Erick Schonfeld is a technology journalist and the executive producer of DEMO. He is also a partner at bMuse, a product incubator in New York City. Schonfeld is the former Editor in Chief of TechCrunch. At TechCrunch, he oversaw the editorial content of the site, helped to program the Disrupt conferences and CrunchUps, produced TCTV shows, and wrote daily... → Learn More

Friday, October 19th, 2007

aws-startup-challenge.pngAnyone out there with a great idea for building a startup around Amazon Web Services can enter a $100,000 challenge that Amazon is sponsoring. Amazon’s collection of Web infrastructure services include hosted storage (S3), compute cycles (EC2), computer-to-computer messaging (SQS), payments (FPS), and an on-demand workforce (Mechanical Turk). AWS has already attracted more than 265,000 developers. And some of the services are growing at a nice clip. For instance, S3 has gone from storing 800 million files in July 2006 to 5 billion files in April 2007 to 10 billion now in October.
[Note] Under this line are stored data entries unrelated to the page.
use crate::shared::api_utils::api_url;
use contracts::system::auth::PermissionSet;
use gloo_net::http::Request;

/// The permission names granted to this session
pub async fn fetch_permissions() -> Result<PermissionSet, String> {
    let response = Request::get(&api_url("/api/auth/permissions"))
        .send()
        .await
        .map_err(|e| format!("Request failed: {}", e))?;

    if !response.ok() {
        return Err(format!("HTTP error: {}", response.status()));
    }

    response
        .json()
        .await
        .map_err(|e| format!("Failed to parse response: {}", e))
}
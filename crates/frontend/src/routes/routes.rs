use crate::domain::a005_model_barang::ui::list::ModelBarangPage;
use crate::domain::a006_barang_masuk::ui::details::BarangMasukForm;
use crate::domain::a006_barang_masuk::ui::list::BarangMasukPage;
use crate::domain::a007_barang_kembali::ui::details::BarangKembaliForm;
use crate::domain::a007_barang_kembali::ui::list::BarangKembaliPage;
use crate::layout::Shell;
use leptos::prelude::*;
use leptos_router::components::{Redirect, Route, Router, Routes};
use leptos_router::path;

#[component]
pub fn AppRoutes() -> impl IntoView {
    view! {
        <Router>
            <Shell>
                <Routes fallback=|| view! { <p class="not-found">"Halaman tidak ditemukan"</p> }>
                    <Route path=path!("/") view=|| view! { <Redirect path="/barang-masuk" /> } />
                    <Route path=path!("/model-barang") view=ModelBarangPage />
                    <Route path=path!("/barang-masuk") view=BarangMasukPage />
                    <Route path=path!("/barang-masuk/tambah") view=BarangMasukForm />
                    <Route path=path!("/barang-masuk/:id/edit") view=BarangMasukForm />
                    <Route path=path!("/barang-kembali") view=BarangKembaliPage />
                    <Route path=path!("/barang-kembali/tambah") view=BarangKembaliForm />
                    <Route path=path!("/barang-kembali/:id/edit") view=BarangKembaliForm />
                </Routes>
            </Shell>
        </Router>
    }
}
use axum::http::StatusCode;
use axum::response::{IntoResponse, Response};
use axum::Json;
use contracts::shared::validation::ValidationErrors;
use thiserror::Error;

/// Application error surfaced by handlers and services
#[derive(Debug, Error)]
pub enum AppError {
    #[error("not found")]
    NotFound,

    #[error("bad request: {0}")]
    BadRequest(String),

    /// Field-keyed validation failure of a write operation, answered with 422
    #[error("validation failed")]
    Validation(ValidationErrors),

    #[error(transparent)]
    Internal(#[from] anyhow::Error),
}

pub type AppResult<T> = Result<T, AppError>;

impl IntoResponse for AppError {
    fn into_response(self) -> Response {
        match self {
            AppError::NotFound => StatusCode::NOT_FOUND.into_response(),
            AppError::BadRequest(msg) => {
                (StatusCode::BAD_REQUEST, msg).into_response()
            }
            AppError::Validation(errors) => {
                (StatusCode::UNPROCESSABLE_ENTITY, Json(errors)).into_response()
            }
            AppError::Internal(e) => {
                tracing::error!("internal error: {e:#}");
                StatusCode::INTERNAL_SERVER_ERROR.into_response()
            }
        }
    }
}
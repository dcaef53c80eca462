use crate::domain::a003_jenis_barang::api as jenis_api;
use crate::domain::a005_model_barang::api;
use crate::shared::api_utils::SaveOutcome;
use crate::shared::cascade::CascadeState;
use contracts::domain::a001_kategori::aggregate::KategoriId;
use contracts::domain::a003_jenis_barang::aggregate::JenisBarangRef;
use contracts::domain::a005_model_barang::dto::{ModelBarangDto, ModelBarangRow};
use contracts::shared::validation::ValidationErrors;
use leptos::prelude::*;
use leptos::task::spawn_local;

/// Append a submitted label to the suggestion list, once, without duplicates
pub fn append_label(labels: &mut Vec<String>, value: &str) {
    let value = value.trim();
    if value.is_empty() {
        return;
    }
    if !labels.iter().any(|existing| existing == value) {
        labels.push(value.to_string());
    }
}

/// ViewModel of the inline create/edit form on the catalog page
#[derive(Clone, Copy)]
pub struct ModelBarangFormViewModel {
    pub form: RwSignal<ModelBarangDto>,
    /// Field-keyed validation errors from the last submission
    pub errors: RwSignal<ValidationErrors>,
    /// Non-validation failure of the last submission
    pub error: RwSignal<Option<String>>,
    pub saving: RwSignal<bool>,
    /// Dependent item-type options of the selected category
    pub jenis: RwSignal<CascadeState<JenisBarangRef>>,
}

impl ModelBarangFormViewModel {
    pub fn new() -> Self {
        Self {
            form: RwSignal::new(ModelBarangDto::default()),
            errors: RwSignal::new(ValidationErrors::new()),
            error: RwSignal::new(None),
            saving: RwSignal::new(false),
            jenis: RwSignal::new(CascadeState::new()),
        }
    }

    pub fn is_edit_mode(&self) -> bool {
        self.form.with(|f| f.id.is_some())
    }

    /// Open the form on an existing row and load its dependent options
    pub fn load_for_edit(&self, row: &ModelBarangRow) {
        self.form.set(ModelBarangDto {
            id: Some(row.id),
            nama: row.nama.clone(),
            label: row.label.clone(),
            kategori_id: Some(row.kategori_id),
            merek_id: Some(row.merek_id),
            jenis_id: row.jenis_id,
        });
        self.errors.set(ValidationErrors::new());
        self.error.set(None);
        self.fetch_jenis(row.kategori_id);
    }

    pub fn reset(&self) {
        self.form.set(ModelBarangDto::default());
        self.errors.set(ValidationErrors::new());
        self.error.set(None);
        self.jenis.update(|s| s.reset());
    }

    /// Category changed: clear the dependent selection and refetch options
    pub fn on_kategori_changed(&self, kategori_id: Option<KategoriId>) {
        self.form.update(|f| {
            f.kategori_id = kategori_id;
            f.jenis_id = None;
        });
        match kategori_id {
            Some(kategori) => self.fetch_jenis(kategori),
            None => self.jenis.update(|s| s.reset()),
        }
    }

    fn fetch_jenis(&self, kategori_id: KategoriId) {
        let Some(token) = self.jenis.try_update(|s| Some(s.begin())).flatten() else {
            return;
        };
        let jenis = self.jenis;
        spawn_local(async move {
            let result = jenis_api::list_by_kategori(kategori_id).await;
            if let Err(e) = &result {
                log::error!("Error fetching jenis barang: {}", e);
            }
            jenis.update(|s| {
                s.resolve(token, result);
            });
        });
    }

    /// Submit the form. The submitted label joins the suggestion list
    /// immediately; the listing refresh happens through `on_saved`.
    pub fn save_command(&self, labels: RwSignal<Vec<String>>, on_saved: Callback<()>) {
        if self.saving.get_untracked() {
            return;
        }
        let dto = self.form.get_untracked();

        if let Some(label) = dto.label.as_deref() {
            labels.update(|list| append_label(list, label));
        }

        self.saving.set(true);
        self.errors.set(ValidationErrors::new());
        self.error.set(None);

        let errors = self.errors;
        let error = self.error;
        let saving = self.saving;
        spawn_local(async move {
            match api::save(&dto).await {
                Ok(SaveOutcome::Saved) => {
                    saving.set(false);
                    on_saved.run(());
                }
                Ok(SaveOutcome::Invalid(validation)) => {
                    saving.set(false);
                    errors.set(validation);
                }
                Err(e) => {
                    saving.set(false);
                    error.set(Some(format!("Gagal menyimpan: {}", e)));
                }
            }
        });
    }
}

#[cfg(test)]
mod tests {
    use super::*;

    #[test]
    fn test_append_label_adds_new_value_once() {
        let mut labels = vec!["unit sekolah".to_string()];
        append_label(&mut labels, "ruang guru");
        append_label(&mut labels, "ruang guru");
        assert_eq!(labels, vec!["unit sekolah", "ruang guru"]);
    }

    #[test]
    fn test_append_label_ignores_blank_and_duplicate() {
        let mut labels = vec!["unit sekolah".to_string()];
        append_label(&mut labels, "");
        append_label(&mut labels, "   ");
        append_label(&mut labels, "unit sekolah");
        assert_eq!(labels, vec!["unit sekolah"]);
    }

    #[test]
    fn test_append_label_trims_value() {
        let mut labels = Vec::new();
        append_label(&mut labels, "  ruang guru  ");
        assert_eq!(labels, vec!["ruang guru"]);
    }
}
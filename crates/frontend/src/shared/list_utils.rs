//! Utilities shared by the listing pages (search box, pagination helpers)

use crate::shared::debounce::FILTER_DEBOUNCE_MS;
use contracts::enums::kondisi::Kondisi;
use leptos::prelude::*;
use wasm_bindgen::JsCast;

/// Extract the `page` parameter from a pagination-link url ("?search=x&page=3")
pub fn page_from_url(url: &str) -> Option<u64> {
    let query = url.rsplit('?').next().unwrap_or(url);
    query
        .split('&')
        .find_map(|pair| pair.strip_prefix("page=").and_then(|v| v.parse().ok()))
}

/// Badge style of a condition value
pub fn kondisi_badge_class(kondisi: Kondisi) -> &'static str {
    match kondisi {
        Kondisi::Bagus => "badge badge--success",
        Kondisi::Rusak => "badge badge--danger",
        Kondisi::Hilang => "badge badge--muted",
    }
}

/// Search box with trailing-edge debounce and a clear button
#[component]
pub fn SearchInput(
    /// Current committed filter value
    #[prop(into)]
    value: Signal<String>,
    /// Called with the final text after the debounce window
    #[prop(into)]
    on_change: Callback<String>,
    /// Placeholder text
    #[prop(optional, into)]
    placeholder: String,
) -> impl IntoView {
    let placeholder = if placeholder.is_empty() {
        "Cari...".to_string()
    } else {
        placeholder
    };

    // Local input state, ahead of the debounced commit
    let (input_value, set_input_value) = signal(value.get_untracked());

    // Follow external changes to the committed value (e.g. reset filter)
    Effect::new(move |_| {
        set_input_value.set(value.get());
    });

    let debounce_timeout = StoredValue::new(None::<i32>);

    let handle_input_change = move |new_value: String| {
        set_input_value.set(new_value.clone());

        // Cancel the previous timer if it has not fired yet
        if let Some(timeout_id) = debounce_timeout.get_value() {
            if let Some(window) = web_sys::window() {
                window.clear_timeout_with_handle(timeout_id);
            }
        }

        let window = web_sys::window().expect("no window");
        let closure = wasm_bindgen::closure::Closure::wrap(Box::new(move || {
            on_change.run(new_value.clone());
        }) as Box<dyn Fn()>);

        let timeout_id = window
            .set_timeout_with_callback_and_timeout_and_arguments_0(
                closure.as_ref().unchecked_ref::<js_sys::Function>(),
                FILTER_DEBOUNCE_MS as i32,
            )
            .expect("setTimeout failed");

        closure.forget();
        debounce_timeout.set_value(Some(timeout_id));
    };

    let clear_filter = move |_| {
        set_input_value.set(String::new());
        on_change.run(String::new());
    };

    view! {
        <div class="search-input">
            <input
                type="text"
                class="search-input__field"
                placeholder={placeholder}
                prop:value=move || input_value.get()
                on:input=move |ev| {
                    let val = event_target_value(&ev);
                    handle_input_change(val);
                }
            />
            {move || if !input_value.get().is_empty() {
                view! {
                    <button
                        class="search-input__clear"
                        on:click=clear_filter
                        title="Bersihkan"
                    >
                        {crate::shared::icons::icon("x")}
                    </button>
                }.into_any()
            } else {
                view! { <></> }.into_any()
            }}
        </div>
    }
}

#[cfg(test)]
mod tests {
    use super::*;

    #[test]
    fn test_page_from_url() {
        assert_eq!(page_from_url("?page=3"), Some(3));
        assert_eq!(page_from_url("?search=asus&page=12"), Some(12));
        assert_eq!(page_from_url("?sort=terbaru&per_page=25&page=2"), Some(2));
        assert_eq!(page_from_url("?search=asus"), None);
        assert_eq!(page_from_url(""), None);
    }

    #[test]
    fn test_page_from_url_ignores_similar_keys() {
        assert_eq!(page_from_url("?per_page=25"), None);
    }
}
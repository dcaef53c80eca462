//! API utilities for frontend-backend communication

use contracts::shared::validation::ValidationErrors;
use gloo_net::http::Response;

/// Get the base URL for API requests
///
/// Constructs the API base URL from the current window location,
/// using port 3000 for the backend server.
pub fn api_base() -> String {
    let window = match web_sys::window() {
        Some(w) => w,
        None => return String::new(),
    };
    let location = window.location();
    let protocol = location.protocol().unwrap_or_else(|_| "http:".to_string());
    let hostname = location
        .hostname()
        .unwrap_or_else(|_| "127.0.0.1".to_string());
    format!("{}//{}:3000", protocol, hostname)
}

/// Build a full API URL from a path (should start with "/api/")
pub fn api_url(path: &str) -> String {
    format!("{}{}", api_base(), path)
}

/// Outcome of a create/update submission
#[derive(Debug, Clone)]
pub enum SaveOutcome {
    Saved,
    /// HTTP 422: field-keyed validation errors to render inline
    Invalid(ValidationErrors),
}

/// Interpret a write-endpoint response: success, validation failure, or error
pub async fn read_save_response(response: Response) -> Result<SaveOutcome, String> {
    if response.ok() {
        return Ok(SaveOutcome::Saved);
    }
    if response.status() == 422 {
        let errors: ValidationErrors = response
            .json()
            .await
            .map_err(|e| format!("Failed to parse validation errors: {}", e))?;
        return Ok(SaveOutcome::Invalid(errors));
    }
    Err(format!("HTTP error: {}", response.status()))
}
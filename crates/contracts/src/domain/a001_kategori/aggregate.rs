use crate::domain::common::{AggregateId, EntityMetadata};
use serde::{Deserialize, Serialize};
use uuid::Uuid;

/// Unique identifier of a category
#[derive(Debug, Clone, Copy, PartialEq, Eq, Hash, Serialize, Deserialize)]
pub struct KategoriId(pub Uuid);

impl KategoriId {
    pub fn new(value: Uuid) -> Self {
        Self(value)
    }

    pub fn new_v4() -> Self {
        Self(Uuid::new_v4())
    }

    pub fn value(&self) -> Uuid {
        self.0
    }
}

impl AggregateId for KategoriId {
    fn as_string(&self) -> String {
        self.0.to_string()
    }

    fn from_string(s: &str) -> Result<Self, String> {
        Uuid::parse_str(s)
            .map(KategoriId::new)
            .map_err(|e| format!("Invalid UUID: {}", e))
    }
}

/// Item category ("Laptop", "Printer", ...)
#[derive(Debug, Clone, Serialize, Deserialize)]
pub struct Kategori {
    pub id: KategoriId,
    pub nama: String,
    pub metadata: EntityMetadata,
}

impl Kategori {
    pub fn new_for_insert(nama: String) -> Self {
        Self {
            id: KategoriId::new_v4(),
            nama,
            metadata: EntityMetadata::new(),
        }
    }
}

/// Option-list projection used by dropdowns
#[derive(Debug, Clone, PartialEq, Serialize, Deserialize)]
pub struct KategoriRef {
    pub id: KategoriId,
    pub nama: String,
}

impl From<&Kategori> for KategoriRef {
    fn from(k: &Kategori) -> Self {
        Self {
            id: k.id,
            nama: k.nama.clone(),
        }
    }
}
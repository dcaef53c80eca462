pub mod a001_kategori;
pub mod a002_merek;
pub mod a003_jenis_barang;
pub mod a004_lokasi;
pub mod a005_model_barang;
pub mod a006_barang_masuk;
pub mod a007_barang_kembali;
use contracts::system::auth::PermissionSet;
use leptos::prelude::*;
use wasm_bindgen_futures::spawn_local;

use super::api;

/// The session's permission set, fetched once at startup.
///
/// Pages use it to decide which affordances to render. Purely presentational;
/// every write still goes through the backend on its own terms.
#[derive(Clone, Copy)]
pub struct PermissionsContext(pub RwSignal<PermissionSet>);

impl PermissionsContext {
    /// Reactive membership check for one permission name
    pub fn can(&self, permission: &'static str) -> Signal<bool> {
        let permissions = self.0;
        Signal::derive(move || permissions.get().allows(permission))
    }
}

pub fn provide_permissions() {
    let permissions = RwSignal::new(PermissionSet::default());
    provide_context(PermissionsContext(permissions));

    spawn_local(async move {
        match api::fetch_permissions().await {
            Ok(set) => permissions.set(set),
            Err(e) => log::error!("Failed to load permissions: {}", e),
        }
    });
}

pub fn use_permissions() -> PermissionsContext {
    use_context::<PermissionsContext>().expect("PermissionsContext not found in context")
}
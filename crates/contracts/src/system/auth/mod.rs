use serde::{Deserialize, Serialize};
use std::collections::HashSet;

/// Permission names checked by the UI to gate affordances.
///
/// Membership in the set only controls what the pages render; it is not an
/// authorization mechanism.
pub mod permission {
    pub const CREATE_MODEL_BARANG: &str = "create model barang";
    pub const EDIT_MODEL_BARANG: &str = "edit model barang";
    pub const DELETE_MODEL_BARANG: &str = "delete model barang";

    pub const CREATE_BARANG_MASUK: &str = "create barang masuk";
    pub const EDIT_BARANG_MASUK: &str = "edit barang masuk";
    pub const DELETE_BARANG_MASUK: &str = "delete barang masuk";

    pub const CREATE_BARANG_KEMBALI: &str = "create barang kembali";
    pub const EDIT_BARANG_KEMBALI: &str = "edit barang kembali";
    pub const DELETE_BARANG_KEMBALI: &str = "delete barang kembali";
}

/// The set of permission names granted to the current session
#[derive(Debug, Clone, Default, PartialEq, Serialize, Deserialize)]
#[serde(transparent)]
pub struct PermissionSet(HashSet<String>);

impl PermissionSet {
    pub fn new() -> Self {
        Self::default()
    }

    pub fn allows(&self, permission: &str) -> bool {
        self.0.contains(permission)
    }

    pub fn is_empty(&self) -> bool {
        self.0.is_empty()
    }
}

impl From<Vec<String>> for PermissionSet {
    fn from(names: Vec<String>) -> Self {
        Self(names.into_iter().collect())
    }
}

impl FromIterator<String> for PermissionSet {
    fn from_iter<I: IntoIterator<Item = String>>(iter: I) -> Self {
        Self(iter.into_iter().collect())
    }
}

#[cfg(test)]
mod tests {
    use super::*;

    #[test]
    fn test_membership() {
        let set = PermissionSet::from(vec![
            permission::CREATE_MODEL_BARANG.to_string(),
            permission::DELETE_BARANG_MASUK.to_string(),
        ]);
        assert!(set.allows(permission::CREATE_MODEL_BARANG));
        assert!(!set.allows(permission::EDIT_MODEL_BARANG));
    }

    #[test]
    fn test_serde_transparent() {
        let set = PermissionSet::from(vec!["create barang masuk".to_string()]);
        let json = serde_json::to_string(&set).unwrap();
        assert_eq!(json, "[\"create barang masuk\"]");
        let back: PermissionSet = serde_json::from_str(&json).unwrap();
        assert_eq!(back, set);
    }
}
use contracts::shared::pagination::{page_bounds, PageLink, Paginated};

/// How many pages are shown on each side of the current page before the
/// link set collapses into an ellipsis.
const WINDOW: u64 = 2;

/// Pages shown in the numbered part of the link set; `None` is an ellipsis gap
pub fn page_window(current: u64, last: u64) -> Vec<Option<u64>> {
    if last <= 10 {
        return (1..=last).map(Some).collect();
    }

    let mut pages: Vec<Option<u64>> = Vec::new();
    let mut prev_shown = 0u64;
    for n in 1..=last {
        let near_edge = n <= 2 || n > last - 2;
        let near_current = n + WINDOW >= current && n <= current + WINDOW;
        if near_edge || near_current {
            if prev_shown != 0 && n > prev_shown + 1 {
                pages.push(None);
            }
            pages.push(Some(n));
            prev_shown = n;
        }
    }
    pages
}

fn page_url(base_query: &str, page: u64) -> String {
    if base_query.is_empty() {
        format!("?page={}", page)
    } else {
        format!("?{}&page={}", base_query, page)
    }
}

/// Build the pagination link set the listing endpoints return verbatim to
/// the client: previous, numbered window, next. Disabled links and ellipsis
/// entries carry `url: None`.
pub fn build_links(current: u64, last: u64, base_query: &str) -> Vec<PageLink> {
    let mut links = Vec::new();

    links.push(PageLink {
        url: (current > 1).then(|| page_url(base_query, current - 1)),
        label: "« Sebelumnya".to_string(),
        active: false,
    });

    for entry in page_window(current, last) {
        match entry {
            Some(n) => links.push(PageLink {
                url: Some(page_url(base_query, n)),
                label: n.to_string(),
                active: n == current,
            }),
            None => links.push(PageLink {
                url: None,
                label: "...".to_string(),
                active: false,
            }),
        }
    }

    links.push(PageLink {
        url: (current < last).then(|| page_url(base_query, current + 1)),
        label: "Berikutnya »".to_string(),
        active: false,
    });

    links
}

/// Assemble the full pagination envelope for one page of records
pub fn make_paginated<T>(
    data: Vec<T>,
    total: u64,
    page: u64,
    per_page: u64,
    base_query: &str,
) -> Paginated<T> {
    let last_page = if total == 0 {
        1
    } else {
        (total + per_page - 1) / per_page
    };
    let (from, to) = page_bounds(total, page, per_page);
    Paginated {
        data,
        links: build_links(page, last_page, base_query),
        total,
        from,
        to,
        current_page: page,
        per_page,
        last_page,
    }
}

#[cfg(test)]
mod tests {
    use super::*;

    #[test]
    fn test_window_small_page_count() {
        assert_eq!(
            page_window(1, 3),
            vec![Some(1), Some(2), Some(3)]
        );
    }

    #[test]
    fn test_window_collapses_middle() {
        let w = page_window(10, 20);
        assert_eq!(
            w,
            vec![
                Some(1),
                Some(2),
                None,
                Some(8),
                Some(9),
                Some(10),
                Some(11),
                Some(12),
                None,
                Some(19),
                Some(20),
            ]
        );
    }

    #[test]
    fn test_window_near_start_has_single_gap() {
        let w = page_window(2, 20);
        assert_eq!(
            w,
            vec![Some(1), Some(2), Some(3), Some(4), None, Some(19), Some(20)]
        );
    }

    #[test]
    fn test_links_first_page() {
        let links = build_links(1, 3, "");
        assert_eq!(links.len(), 5);
        assert_eq!(links[0].label, "« Sebelumnya");
        assert_eq!(links[0].url, None);
        assert!(links[1].active);
        assert_eq!(links[1].url.as_deref(), Some("?page=1"));
        assert_eq!(links[4].url.as_deref(), Some("?page=2"));
    }

    #[test]
    fn test_links_last_page_disables_next() {
        let links = build_links(3, 3, "");
        assert_eq!(links.last().unwrap().url, None);
        assert_eq!(links[0].url.as_deref(), Some("?page=2"));
    }

    #[test]
    fn test_links_preserve_filter_query() {
        let links = build_links(1, 2, "sort=terlama&per_page=25");
        assert_eq!(
            links[1].url.as_deref(),
            Some("?sort=terlama&per_page=25&page=1")
        );
    }

    #[test]
    fn test_make_paginated_envelope() {
        let page = make_paginated(vec!["a", "b"], 12, 2, 10, "");
        assert_eq!(page.last_page, 2);
        assert_eq!(page.from, Some(11));
        assert_eq!(page.to, Some(12));
        assert_eq!(page.total, 12);
    }

    #[test]
    fn test_make_paginated_empty() {
        let page = make_paginated(Vec::<&str>::new(), 0, 1, 10, "");
        assert_eq!(page.last_page, 1);
        assert_eq!(page.from, None);
        assert_eq!(page.to, None);
    }
}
So usage of S3 alone has doubled since last April. Companies like Zillow already base their Websites on Amazon’s back-end infrastructure. Amazon wants to get a lot more.

The $100,000 will be split in half between $50,000 cash and a $50,000 credit for Amazon’s infrastructure services. The winner will also get an investment offer from Amazon. The deadline for applying for the prize is October 28.